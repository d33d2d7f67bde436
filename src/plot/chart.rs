//! Declarative chart description.
//!
//! Plot functions build a [`Chart`] from experiment data; nothing here
//! touches a drawing backend. See [`crate::plot::render`] for SVG output.

use crate::plot::scale::{BLACK, ColourScale, GRAY20, GRAY92, Rgb, ScaleValue, WHITE};

#[derive(Debug, Clone, PartialEq)]
pub enum Axis {
    /// Numeric axis; `None` derives the range from the data.
    Continuous { range: Option<(f64, f64)> },
    /// One position per level, level `i` drawn at coordinate `i`.
    Discrete { levels: Vec<String> },
}

impl Axis {
    pub fn is_discrete(&self) -> bool {
        matches!(self, Axis::Discrete { .. })
    }
}

#[derive(Debug, Clone, Copy, PartialEq, Eq)]
pub enum Shape {
    /// Vertical bar, the `|` glyph.
    Tick,
    Circle,
}

#[derive(Debug, Clone, PartialEq)]
pub struct Mark {
    pub x: f64,
    pub y: f64,
    pub colour: Option<ScaleValue>,
    pub fill: Option<ScaleValue>,
}

impl Mark {
    pub fn at(x: f64, y: f64) -> Self {
        Self {
            x,
            y,
            colour: None,
            fill: None,
        }
    }
}

#[derive(Debug, Clone, PartialEq)]
pub struct Layer {
    pub shape: Shape,
    pub alpha: f64,
    pub size: u32,
    /// Fixed outline colour; unset means the colour scale (or black).
    pub stroke: Option<Rgb>,
    pub marks: Vec<Mark>,
}

#[derive(Debug, Clone, Copy, PartialEq, Eq)]
pub enum LegendPosition {
    None,
    BottomRight,
    TopRight,
}

#[derive(Debug, Clone, PartialEq)]
pub struct Theme {
    pub base_size: u32,
    pub background: Rgb,
    pub panel_border: Rgb,
    pub grid: Rgb,
    pub axis_text: Rgb,
    pub axis_title: Rgb,
}

impl Theme {
    /// White panel, thin dark border, light grid.
    pub fn bw(base_size: u32) -> Self {
        Self {
            base_size,
            background: WHITE,
            panel_border: GRAY20,
            grid: GRAY92,
            axis_text: GRAY20,
            axis_title: BLACK,
        }
    }
}

#[derive(Debug, Clone, PartialEq)]
pub struct Chart {
    pub title: Option<String>,
    pub x_label: String,
    pub y_label: String,
    pub x_axis: Axis,
    pub y_axis: Axis,
    pub layers: Vec<Layer>,
    pub colour_scale: Option<ColourScale>,
    pub fill_scale: Option<ColourScale>,
    pub theme: Theme,
    pub legend: LegendPosition,
}

impl Chart {
    pub fn new(x_axis: Axis, y_axis: Axis) -> Self {
        Self {
            title: None,
            x_label: String::new(),
            y_label: String::new(),
            x_axis,
            y_axis,
            layers: Vec::new(),
            colour_scale: None,
            fill_scale: None,
            theme: Theme::bw(11),
            legend: LegendPosition::BottomRight,
        }
    }

    pub fn n_marks(&self) -> usize {
        self.layers.iter().map(|l| l.marks.len()).sum()
    }

    pub fn x_range(&self) -> (f64, f64) {
        axis_range(&self.x_axis, self.layers.iter().flat_map(|l| l.marks.iter().map(|m| m.x)))
    }

    pub fn y_range(&self) -> (f64, f64) {
        axis_range(&self.y_axis, self.layers.iter().flat_map(|l| l.marks.iter().map(|m| m.y)))
    }

    pub fn mark_colour(&self, layer: &Layer, mark: &Mark) -> Rgb {
        if let Some(stroke) = layer.stroke {
            return stroke;
        }
        match (&self.colour_scale, &mark.colour) {
            (Some(scale), Some(value)) => scale.colour(value),
            _ => BLACK,
        }
    }

    pub fn mark_fill(&self, mark: &Mark) -> Option<Rgb> {
        match (&self.fill_scale, &mark.fill) {
            (Some(scale), Some(value)) => Some(scale.colour(value)),
            _ => None,
        }
    }
}

/// Data range with 5% expansion on each side; discrete axes pad by 0.6.
fn axis_range(axis: &Axis, values: impl Iterator<Item = f64>) -> (f64, f64) {
    match axis {
        Axis::Discrete { levels } => (-0.6, levels.len().max(1) as f64 - 0.4),
        Axis::Continuous { range: Some(r) } => *r,
        Axis::Continuous { range: None } => {
            let mut min = f64::INFINITY;
            let mut max = f64::NEG_INFINITY;
            for v in values.filter(|v| v.is_finite()) {
                min = min.min(v);
                max = max.max(v);
            }
            if !min.is_finite() {
                return (0.0, 1.0);
            }
            let span = max - min;
            if span < 1e-9 {
                return (min - 0.5, max + 0.5);
            }
            (min - 0.05 * span, max + 0.05 * span)
        }
    }
}

#[cfg(test)]
#[path = "../../tests/src_inline/plot/chart.rs"]
mod tests;
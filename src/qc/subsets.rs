use std::collections::{BTreeSet, HashSet};
use std::fs;
use std::path::{Path, PathBuf};

use serde::{Deserialize, Serialize};
use thiserror::Error;
use tracing::warn;

use crate::qc::{QcError, valid_subset_name};
use crate::sce::{ColumnData, Experiment};

#[derive(Debug, Error)]
pub enum SubsetLoadError {
    #[error("io error: {0}")]
    Io(#[from] std::io::Error),
    #[error("toml parse error in {path}: {source}")]
    Toml {
        path: String,
        source: toml::de::Error,
    },
    #[error(transparent)]
    Qc(#[from] QcError),
}

/// Named group of features whose share of each cell's counts is tracked,
/// e.g. mitochondrial genes. Members are listed explicitly, matched by a
/// name prefix (case-insensitive), or both.
#[derive(Debug, Clone, PartialEq, Serialize, Deserialize)]
pub struct FeatureSubset {
    pub name: String,
    #[serde(default)]
    pub description: String,
    #[serde(default)]
    pub features: Vec<String>,
    #[serde(default)]
    pub prefix: Option<String>,
}

#[derive(Debug, Clone, PartialEq)]
pub struct ResolvedSubset {
    pub name: String,
    pub rows: Vec<usize>,
    pub missing: Vec<String>,
}

#[derive(Deserialize)]
struct SubsetFile {
    #[serde(default)]
    subset: Vec<FeatureSubset>,
}

pub fn resolve_subset(subset: &FeatureSubset, exp: &Experiment) -> Result<ResolvedSubset, QcError> {
    if !valid_subset_name(&subset.name) {
        return Err(QcError::InvalidSubsetName(subset.name.clone()));
    }

    let mut rows = BTreeSet::new();
    let mut missing = Vec::new();
    for feature in &subset.features {
        match exp.feature_index(feature) {
            Some(row) => {
                rows.insert(row);
            }
            None => missing.push(feature.clone()),
        }
    }
    if let Some(prefix) = &subset.prefix {
        let prefix = prefix.to_ascii_lowercase();
        for (row, name) in exp.feature_names().iter().enumerate() {
            if name.to_ascii_lowercase().starts_with(&prefix) {
                rows.insert(row);
            }
        }
    }

    if !missing.is_empty() {
        warn!(
            subset = subset.name.as_str(),
            missing = missing.len(),
            "subset features not found in experiment"
        );
    }

    Ok(ResolvedSubset {
        name: subset.name.clone(),
        rows: rows.into_iter().collect(),
        missing,
    })
}

pub fn resolve_subsets(
    subsets: &[FeatureSubset],
    exp: &Experiment,
) -> Result<Vec<ResolvedSubset>, QcError> {
    let mut seen = HashSet::new();
    let mut out = Vec::with_capacity(subsets.len());
    for subset in subsets {
        if !seen.insert(subset.name.as_str()) {
            return Err(QcError::DuplicateSubset(subset.name.clone()));
        }
        out.push(resolve_subset(subset, exp)?);
    }
    Ok(out)
}

/// Rows must index the experiment the subsets are applied to.
pub fn check_subset_rows(subsets: &[ResolvedSubset], n_features: usize) -> Result<(), QcError> {
    for subset in subsets {
        if let Some(row) = subset.rows.iter().find(|r| **r >= n_features) {
            return Err(QcError::SubsetRowOutOfRange {
                name: subset.name.clone(),
                row: *row,
                n_features,
            });
        }
    }
    Ok(())
}

/// Marks subset membership as logical `is_<name>` feature columns.
pub fn mark_subsets(exp: &Experiment, subsets: &[ResolvedSubset]) -> Result<Experiment, QcError> {
    check_subset_rows(subsets, exp.n_features())?;
    let mut out = exp.clone();
    for subset in subsets {
        let mut flags = vec![false; exp.n_features()];
        for row in &subset.rows {
            flags[*row] = true;
        }
        out.row_data
            .insert(&format!("is_{}", subset.name), ColumnData::Logical(flags))?;
    }
    Ok(out)
}

pub fn load_subsets_file(path: &Path) -> Result<Vec<FeatureSubset>, SubsetLoadError> {
    let text = fs::read_to_string(path)?;
    let parsed: SubsetFile = toml::from_str(&text).map_err(|source| SubsetLoadError::Toml {
        path: path.to_string_lossy().to_string(),
        source,
    })?;
    for subset in &parsed.subset {
        if !valid_subset_name(&subset.name) {
            return Err(QcError::InvalidSubsetName(subset.name.clone()).into());
        }
    }
    Ok(parsed.subset)
}

/// Loads every `*.toml` in `dir`, in file name order.
pub fn load_subsets_from_dir(dir: &Path) -> Result<Vec<FeatureSubset>, SubsetLoadError> {
    let mut files = Vec::new();
    for entry in fs::read_dir(dir)? {
        let path = entry?.path();
        if path.extension().and_then(|s| s.to_str()) == Some("toml") {
            files.push(path);
        }
    }
    files.sort();

    let mut subsets = Vec::new();
    for file in files {
        subsets.extend(load_subsets_file(&file)?);
    }
    Ok(subsets)
}

pub fn default_subsets_dir() -> PathBuf {
    let relative = Path::new("assets").join("subsets");
    if relative.is_dir() {
        return relative;
    }

    let manifest = Path::new(env!("CARGO_MANIFEST_DIR"))
        .join("assets")
        .join("subsets");
    if manifest.is_dir() {
        return manifest;
    }

    if let Ok(exe) = std::env::current_exe()
        && let Some(dir) = exe.parent()
    {
        let sibling = dir.join("assets").join("subsets");
        if sibling.is_dir() {
            return sibling;
        }
    }

    relative
}

#[cfg(test)]
#[path = "../../tests/src_inline/qc/subsets.rs"]
mod tests;
pub mod cli;
pub mod config;
pub mod expr;
pub mod input;
pub mod pipeline;
pub mod plot;
pub mod qc;
pub mod report;
pub mod sce;

pub mod prelude {
    pub use crate::config::QcConfig;
    pub use crate::expr::csc::CscMatrix;
    pub use crate::expr::normalize::{LogNormParams, log_norm_counts};
    pub use crate::input::detect::TenXFormat;
    pub use crate::pipeline::stage1_load::DatasetCtx;
    pub use crate::plot::highest_exprs::{HighestExprsParams, plot_highest_exprs};
    pub use crate::plot::metadata::{MetadataPlotParams, plot_col_data, plot_row_data};
    pub use crate::qc::cell::{CellQcParams, per_cell_qc_metrics};
    pub use crate::qc::feature::{FeatureQcParams, per_feature_qc_metrics};
    pub use crate::qc::outliers::{OutlierParams, is_outlier, quick_per_cell_qc};
    pub use crate::sce::retrieve::ValueSpec;
    pub use crate::sce::{Annotations, Assay, ColumnData, Experiment};
}
use std::fmt;
use std::path::{Path, PathBuf};

use tracing::warn;

use crate::input::InputError;

const SHARED_CACHE_SUFFIX: &str = "kira-organelle.bin";

/// Which 10x layout supplied the feature table.
#[derive(Debug, Clone, Copy, PartialEq, Eq)]
pub enum TenXFormat {
    /// `genes.tsv`
    TenXv2,
    /// `features.tsv`
    TenXv3,
    /// Counts came from the shared cache.
    SharedCache,
}

impl fmt::Display for TenXFormat {
    fn fmt(&self, f: &mut fmt::Formatter<'_>) -> fmt::Result {
        let s = match self {
            TenXFormat::TenXv2 => "tenx_v2",
            TenXFormat::TenXv3 => "tenx_v3",
            TenXFormat::SharedCache => "shared_cache",
        };
        f.write_str(s)
    }
}

#[derive(Debug, Clone, PartialEq)]
pub struct TenXLayout {
    pub format: TenXFormat,
    pub matrix_path: PathBuf,
    pub features_path: PathBuf,
    pub barcodes_path: PathBuf,
    pub prefix: Option<String>,
}

pub fn detect_10x_dir(dir: &Path) -> Result<TenXLayout, InputError> {
    let found = kira_scio::discover(dir).map_err(|e| InputError::MissingFile(e.message))?;
    let barcodes_path = found
        .barcodes
        .ok_or_else(|| InputError::MissingFile("barcodes.tsv[.gz]".to_string()))?;
    let (features_path, format) = match (found.features, found.genes) {
        (Some(features), _) => (features, TenXFormat::TenXv3),
        (None, Some(genes)) => (genes, TenXFormat::TenXv2),
        (None, None) => {
            return Err(InputError::MissingFile(
                "features.tsv/genes.tsv[.gz]".to_string(),
            ));
        }
    };
    Ok(TenXLayout {
        format,
        matrix_path: found.matrix,
        features_path,
        barcodes_path,
        prefix: found.prefix,
    })
}

pub fn detect_prefix(dir: &Path) -> Result<Option<String>, InputError> {
    kira_scio::detect_prefix(dir).map_err(|e| InputError::InvalidTsvRow {
        line: 0,
        reason: e.to_string(),
    })
}

pub fn shared_cache_file_name(prefix: Option<&str>) -> String {
    kira_scio::resolve_shared_cache_filename(prefix)
}

/// Exact `<prefix>.kira-organelle.bin` first, otherwise the lexicographically
/// first file in `dir` carrying the cache suffix.
pub fn find_shared_cache_file(
    dir: &Path,
    prefix: Option<&str>,
) -> Result<Option<PathBuf>, InputError> {
    let exact = dir.join(shared_cache_file_name(prefix));
    if exact.is_file() {
        return Ok(Some(exact));
    }

    let mut candidates = Vec::new();
    for entry in std::fs::read_dir(dir)? {
        let entry = entry?;
        if entry.file_type()?.is_file()
            && entry.file_name().to_string_lossy().ends_with(SHARED_CACHE_SUFFIX)
        {
            candidates.push(entry.path());
        }
    }
    candidates.sort();
    if candidates.len() > 1 {
        warn!(
            count = candidates.len(),
            selected = %candidates[0].display(),
            "multiple shared cache files found; using the first"
        );
    }
    Ok(candidates.into_iter().next())
}

#[cfg(test)]
#[path = "../../tests/src_inline/input/detect.rs"]
mod tests;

━━━━

EXERCISE:
Give the number of lines in the entries that include the string "BTreeSet", and nothing more.

RESULT:
2